- WHAT THE EXERCISE ASKS
Look for "true" in the records and copy every line that has it.

*** RECORDS SHOWN ***

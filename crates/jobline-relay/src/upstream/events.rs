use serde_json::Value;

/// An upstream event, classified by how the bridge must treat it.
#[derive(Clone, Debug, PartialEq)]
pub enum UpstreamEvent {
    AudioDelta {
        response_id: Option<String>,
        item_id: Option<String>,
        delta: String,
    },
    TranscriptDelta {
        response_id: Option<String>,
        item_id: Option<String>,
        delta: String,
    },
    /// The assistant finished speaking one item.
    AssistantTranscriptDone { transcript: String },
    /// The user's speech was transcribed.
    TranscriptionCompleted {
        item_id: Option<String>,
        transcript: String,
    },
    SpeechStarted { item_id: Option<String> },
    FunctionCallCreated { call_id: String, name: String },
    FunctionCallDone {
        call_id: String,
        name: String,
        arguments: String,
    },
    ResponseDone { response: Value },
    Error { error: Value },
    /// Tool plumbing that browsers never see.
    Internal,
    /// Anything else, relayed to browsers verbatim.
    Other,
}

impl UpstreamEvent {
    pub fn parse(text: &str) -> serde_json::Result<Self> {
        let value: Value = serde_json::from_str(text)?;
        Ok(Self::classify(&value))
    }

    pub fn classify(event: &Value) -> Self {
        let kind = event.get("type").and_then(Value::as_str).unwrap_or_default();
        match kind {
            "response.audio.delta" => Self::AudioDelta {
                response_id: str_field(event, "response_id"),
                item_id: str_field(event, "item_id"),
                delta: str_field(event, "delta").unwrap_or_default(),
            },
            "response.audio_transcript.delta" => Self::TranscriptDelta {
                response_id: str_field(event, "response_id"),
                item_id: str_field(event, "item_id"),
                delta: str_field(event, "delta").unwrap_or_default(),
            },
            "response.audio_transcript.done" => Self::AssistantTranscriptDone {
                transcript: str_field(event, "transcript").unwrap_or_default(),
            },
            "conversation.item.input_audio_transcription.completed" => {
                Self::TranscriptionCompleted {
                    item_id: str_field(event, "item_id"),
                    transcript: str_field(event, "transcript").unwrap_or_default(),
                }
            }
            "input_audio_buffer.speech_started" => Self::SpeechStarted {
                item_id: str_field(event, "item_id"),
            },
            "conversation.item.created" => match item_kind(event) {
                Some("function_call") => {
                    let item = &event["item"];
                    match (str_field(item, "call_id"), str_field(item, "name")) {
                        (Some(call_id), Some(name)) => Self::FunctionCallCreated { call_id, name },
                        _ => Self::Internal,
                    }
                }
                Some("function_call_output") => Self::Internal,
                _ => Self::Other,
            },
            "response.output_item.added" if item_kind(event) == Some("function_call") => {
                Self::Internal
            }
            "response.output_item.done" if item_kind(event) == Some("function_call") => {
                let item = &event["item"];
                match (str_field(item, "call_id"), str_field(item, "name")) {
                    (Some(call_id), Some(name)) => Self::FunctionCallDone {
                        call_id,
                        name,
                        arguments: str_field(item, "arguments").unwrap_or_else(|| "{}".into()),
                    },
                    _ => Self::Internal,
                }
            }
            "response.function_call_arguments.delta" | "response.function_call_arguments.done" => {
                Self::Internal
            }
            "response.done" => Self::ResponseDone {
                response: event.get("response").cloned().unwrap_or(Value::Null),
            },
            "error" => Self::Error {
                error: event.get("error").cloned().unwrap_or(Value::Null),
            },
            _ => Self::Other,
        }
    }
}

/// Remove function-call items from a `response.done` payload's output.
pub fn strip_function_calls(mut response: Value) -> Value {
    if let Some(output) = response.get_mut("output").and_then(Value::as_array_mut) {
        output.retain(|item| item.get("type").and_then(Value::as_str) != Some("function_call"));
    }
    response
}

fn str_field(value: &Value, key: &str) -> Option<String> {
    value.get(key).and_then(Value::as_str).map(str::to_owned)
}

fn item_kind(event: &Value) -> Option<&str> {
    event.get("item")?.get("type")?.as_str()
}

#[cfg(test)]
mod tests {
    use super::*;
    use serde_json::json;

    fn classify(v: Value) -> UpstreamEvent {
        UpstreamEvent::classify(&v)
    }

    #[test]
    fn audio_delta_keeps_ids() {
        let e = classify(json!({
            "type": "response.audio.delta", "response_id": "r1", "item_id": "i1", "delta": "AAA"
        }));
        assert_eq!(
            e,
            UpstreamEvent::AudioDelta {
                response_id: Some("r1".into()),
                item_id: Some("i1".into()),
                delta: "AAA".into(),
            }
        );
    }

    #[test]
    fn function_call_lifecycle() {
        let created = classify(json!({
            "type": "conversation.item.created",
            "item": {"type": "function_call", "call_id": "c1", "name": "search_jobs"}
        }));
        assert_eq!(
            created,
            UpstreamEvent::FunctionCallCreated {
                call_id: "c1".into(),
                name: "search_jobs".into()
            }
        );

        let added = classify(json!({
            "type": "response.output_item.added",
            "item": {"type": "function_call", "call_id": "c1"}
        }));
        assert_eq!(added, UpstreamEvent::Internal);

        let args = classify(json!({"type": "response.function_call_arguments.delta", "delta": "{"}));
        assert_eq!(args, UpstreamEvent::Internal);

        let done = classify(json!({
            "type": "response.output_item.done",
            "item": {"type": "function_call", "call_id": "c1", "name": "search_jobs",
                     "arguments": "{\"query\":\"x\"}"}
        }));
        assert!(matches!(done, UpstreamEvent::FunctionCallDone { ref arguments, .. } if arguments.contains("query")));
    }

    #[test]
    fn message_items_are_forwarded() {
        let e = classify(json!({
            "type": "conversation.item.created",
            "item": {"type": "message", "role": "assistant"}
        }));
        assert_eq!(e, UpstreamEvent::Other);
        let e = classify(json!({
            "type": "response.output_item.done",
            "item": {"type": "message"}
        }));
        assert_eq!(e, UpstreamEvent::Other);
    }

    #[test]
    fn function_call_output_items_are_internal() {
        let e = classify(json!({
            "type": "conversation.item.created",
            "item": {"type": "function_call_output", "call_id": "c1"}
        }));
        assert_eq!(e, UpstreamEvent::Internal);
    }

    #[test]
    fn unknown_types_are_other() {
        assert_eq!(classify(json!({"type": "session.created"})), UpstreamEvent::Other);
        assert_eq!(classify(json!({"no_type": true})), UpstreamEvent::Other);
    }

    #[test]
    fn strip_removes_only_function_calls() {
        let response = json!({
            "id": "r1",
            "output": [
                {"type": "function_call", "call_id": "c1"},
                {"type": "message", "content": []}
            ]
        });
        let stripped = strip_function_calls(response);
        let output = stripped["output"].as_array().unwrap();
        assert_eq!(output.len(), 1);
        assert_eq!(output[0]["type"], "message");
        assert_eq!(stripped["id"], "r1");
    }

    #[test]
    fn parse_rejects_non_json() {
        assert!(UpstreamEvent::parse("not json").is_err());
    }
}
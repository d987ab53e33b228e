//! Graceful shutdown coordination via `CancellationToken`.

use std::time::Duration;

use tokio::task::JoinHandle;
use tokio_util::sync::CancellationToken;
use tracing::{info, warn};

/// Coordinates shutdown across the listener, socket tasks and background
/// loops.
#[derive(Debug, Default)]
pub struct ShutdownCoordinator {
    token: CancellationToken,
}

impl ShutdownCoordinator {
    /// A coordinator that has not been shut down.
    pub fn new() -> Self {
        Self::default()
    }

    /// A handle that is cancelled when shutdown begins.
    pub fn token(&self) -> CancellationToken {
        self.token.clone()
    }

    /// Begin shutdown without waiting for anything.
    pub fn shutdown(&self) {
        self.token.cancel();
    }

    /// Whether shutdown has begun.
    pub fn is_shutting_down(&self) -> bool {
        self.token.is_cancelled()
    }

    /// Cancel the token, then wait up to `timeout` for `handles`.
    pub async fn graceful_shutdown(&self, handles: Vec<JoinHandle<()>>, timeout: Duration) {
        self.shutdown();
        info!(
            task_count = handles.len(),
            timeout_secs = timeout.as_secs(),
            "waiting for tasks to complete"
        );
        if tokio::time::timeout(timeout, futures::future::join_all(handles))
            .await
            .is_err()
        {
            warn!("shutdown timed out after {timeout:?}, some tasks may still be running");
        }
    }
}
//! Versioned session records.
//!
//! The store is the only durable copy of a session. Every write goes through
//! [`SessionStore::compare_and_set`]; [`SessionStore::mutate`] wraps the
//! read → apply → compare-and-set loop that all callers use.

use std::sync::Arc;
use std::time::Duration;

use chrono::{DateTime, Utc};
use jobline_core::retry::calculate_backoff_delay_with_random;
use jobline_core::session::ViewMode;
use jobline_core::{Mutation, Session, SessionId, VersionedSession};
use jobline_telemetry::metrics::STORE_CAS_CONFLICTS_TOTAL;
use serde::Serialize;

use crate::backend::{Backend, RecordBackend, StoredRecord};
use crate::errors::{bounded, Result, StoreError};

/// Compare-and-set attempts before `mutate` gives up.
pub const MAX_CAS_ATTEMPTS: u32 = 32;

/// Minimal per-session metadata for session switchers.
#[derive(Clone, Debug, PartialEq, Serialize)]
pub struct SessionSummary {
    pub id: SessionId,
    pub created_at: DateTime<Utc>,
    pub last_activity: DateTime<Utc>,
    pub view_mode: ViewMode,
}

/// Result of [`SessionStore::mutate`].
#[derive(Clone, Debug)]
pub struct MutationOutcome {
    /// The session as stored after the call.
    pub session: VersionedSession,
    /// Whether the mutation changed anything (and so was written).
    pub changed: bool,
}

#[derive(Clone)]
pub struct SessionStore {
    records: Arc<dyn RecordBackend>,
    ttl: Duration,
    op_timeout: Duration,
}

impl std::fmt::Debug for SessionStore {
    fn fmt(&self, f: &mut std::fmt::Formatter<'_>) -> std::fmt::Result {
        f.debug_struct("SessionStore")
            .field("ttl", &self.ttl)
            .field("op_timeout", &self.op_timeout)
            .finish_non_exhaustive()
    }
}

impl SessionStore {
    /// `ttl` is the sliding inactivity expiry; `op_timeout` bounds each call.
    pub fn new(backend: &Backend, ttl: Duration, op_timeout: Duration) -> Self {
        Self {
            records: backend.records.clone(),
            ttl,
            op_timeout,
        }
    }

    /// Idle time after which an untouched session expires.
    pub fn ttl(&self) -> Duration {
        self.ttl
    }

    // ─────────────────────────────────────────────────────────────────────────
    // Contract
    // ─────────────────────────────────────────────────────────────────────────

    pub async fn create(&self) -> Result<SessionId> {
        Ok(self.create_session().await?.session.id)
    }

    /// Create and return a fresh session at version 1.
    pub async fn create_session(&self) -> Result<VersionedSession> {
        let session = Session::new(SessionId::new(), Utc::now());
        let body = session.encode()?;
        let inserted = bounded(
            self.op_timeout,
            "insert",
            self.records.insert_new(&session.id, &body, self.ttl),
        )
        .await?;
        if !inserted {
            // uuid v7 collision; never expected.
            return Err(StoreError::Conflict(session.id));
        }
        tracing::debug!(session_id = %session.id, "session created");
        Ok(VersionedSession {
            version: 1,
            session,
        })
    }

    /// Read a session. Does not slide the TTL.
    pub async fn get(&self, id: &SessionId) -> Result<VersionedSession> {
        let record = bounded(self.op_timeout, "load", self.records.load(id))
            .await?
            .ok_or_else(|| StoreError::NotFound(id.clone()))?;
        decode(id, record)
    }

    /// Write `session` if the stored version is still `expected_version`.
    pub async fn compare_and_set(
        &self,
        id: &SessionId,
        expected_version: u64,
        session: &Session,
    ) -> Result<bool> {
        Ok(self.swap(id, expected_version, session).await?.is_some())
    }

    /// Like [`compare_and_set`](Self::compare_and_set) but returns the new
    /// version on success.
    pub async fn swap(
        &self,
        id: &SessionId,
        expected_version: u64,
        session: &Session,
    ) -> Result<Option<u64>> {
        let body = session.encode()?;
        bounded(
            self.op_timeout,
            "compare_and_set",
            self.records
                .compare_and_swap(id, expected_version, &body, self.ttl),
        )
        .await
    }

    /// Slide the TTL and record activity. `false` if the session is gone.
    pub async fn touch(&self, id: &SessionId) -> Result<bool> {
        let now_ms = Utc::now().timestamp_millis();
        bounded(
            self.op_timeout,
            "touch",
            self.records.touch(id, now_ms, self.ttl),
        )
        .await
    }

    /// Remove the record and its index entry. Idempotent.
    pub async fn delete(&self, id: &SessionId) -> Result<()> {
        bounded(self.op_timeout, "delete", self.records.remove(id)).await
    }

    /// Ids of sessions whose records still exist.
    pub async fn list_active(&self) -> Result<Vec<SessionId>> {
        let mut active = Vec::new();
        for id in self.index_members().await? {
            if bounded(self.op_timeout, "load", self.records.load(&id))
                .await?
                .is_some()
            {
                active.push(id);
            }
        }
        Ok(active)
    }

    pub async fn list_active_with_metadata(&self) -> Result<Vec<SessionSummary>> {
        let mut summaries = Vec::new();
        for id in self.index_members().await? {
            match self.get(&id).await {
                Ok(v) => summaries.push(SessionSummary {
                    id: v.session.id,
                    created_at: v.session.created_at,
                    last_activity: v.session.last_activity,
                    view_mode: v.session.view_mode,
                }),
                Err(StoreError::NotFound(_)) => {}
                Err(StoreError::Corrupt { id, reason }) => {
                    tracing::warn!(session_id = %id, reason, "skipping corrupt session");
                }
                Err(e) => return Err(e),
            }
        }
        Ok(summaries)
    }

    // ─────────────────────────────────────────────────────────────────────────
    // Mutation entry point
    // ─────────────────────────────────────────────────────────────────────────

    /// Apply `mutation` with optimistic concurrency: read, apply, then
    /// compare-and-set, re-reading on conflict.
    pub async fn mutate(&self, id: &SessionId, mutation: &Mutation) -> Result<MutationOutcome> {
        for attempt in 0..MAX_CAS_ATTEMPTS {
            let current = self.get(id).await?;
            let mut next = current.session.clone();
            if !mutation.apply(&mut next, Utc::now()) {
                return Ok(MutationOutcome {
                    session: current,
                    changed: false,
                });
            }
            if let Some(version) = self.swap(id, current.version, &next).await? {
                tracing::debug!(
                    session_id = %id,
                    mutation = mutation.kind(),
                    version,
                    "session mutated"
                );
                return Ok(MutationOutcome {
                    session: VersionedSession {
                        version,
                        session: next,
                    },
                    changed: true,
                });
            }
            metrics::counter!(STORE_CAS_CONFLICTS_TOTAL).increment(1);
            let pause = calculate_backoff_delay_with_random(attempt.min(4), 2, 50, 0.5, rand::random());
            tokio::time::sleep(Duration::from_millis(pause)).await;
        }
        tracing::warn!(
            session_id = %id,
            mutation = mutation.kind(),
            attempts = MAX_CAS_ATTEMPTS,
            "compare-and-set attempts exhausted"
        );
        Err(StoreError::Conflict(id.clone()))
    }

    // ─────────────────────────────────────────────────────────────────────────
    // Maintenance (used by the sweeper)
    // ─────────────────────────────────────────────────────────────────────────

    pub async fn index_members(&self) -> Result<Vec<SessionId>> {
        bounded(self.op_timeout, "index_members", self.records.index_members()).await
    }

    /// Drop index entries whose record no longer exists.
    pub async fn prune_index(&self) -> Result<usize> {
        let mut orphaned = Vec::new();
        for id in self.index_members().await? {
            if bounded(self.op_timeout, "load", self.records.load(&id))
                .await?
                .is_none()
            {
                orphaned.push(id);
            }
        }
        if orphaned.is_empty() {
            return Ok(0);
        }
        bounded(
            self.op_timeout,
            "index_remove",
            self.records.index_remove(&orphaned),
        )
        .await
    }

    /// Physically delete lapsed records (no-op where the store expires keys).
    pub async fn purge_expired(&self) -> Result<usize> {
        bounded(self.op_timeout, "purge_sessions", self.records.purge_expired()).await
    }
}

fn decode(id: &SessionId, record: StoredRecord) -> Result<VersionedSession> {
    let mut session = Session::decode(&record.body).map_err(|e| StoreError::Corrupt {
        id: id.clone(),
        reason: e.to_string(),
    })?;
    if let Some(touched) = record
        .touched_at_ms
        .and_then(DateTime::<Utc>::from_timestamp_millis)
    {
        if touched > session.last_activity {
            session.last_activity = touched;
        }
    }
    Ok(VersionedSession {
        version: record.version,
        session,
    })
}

***

- YOUR RESPONSE
        assert_eq!(classify(json!({"no_type": true})), UpstreamEvent::Other);
                    changed: true,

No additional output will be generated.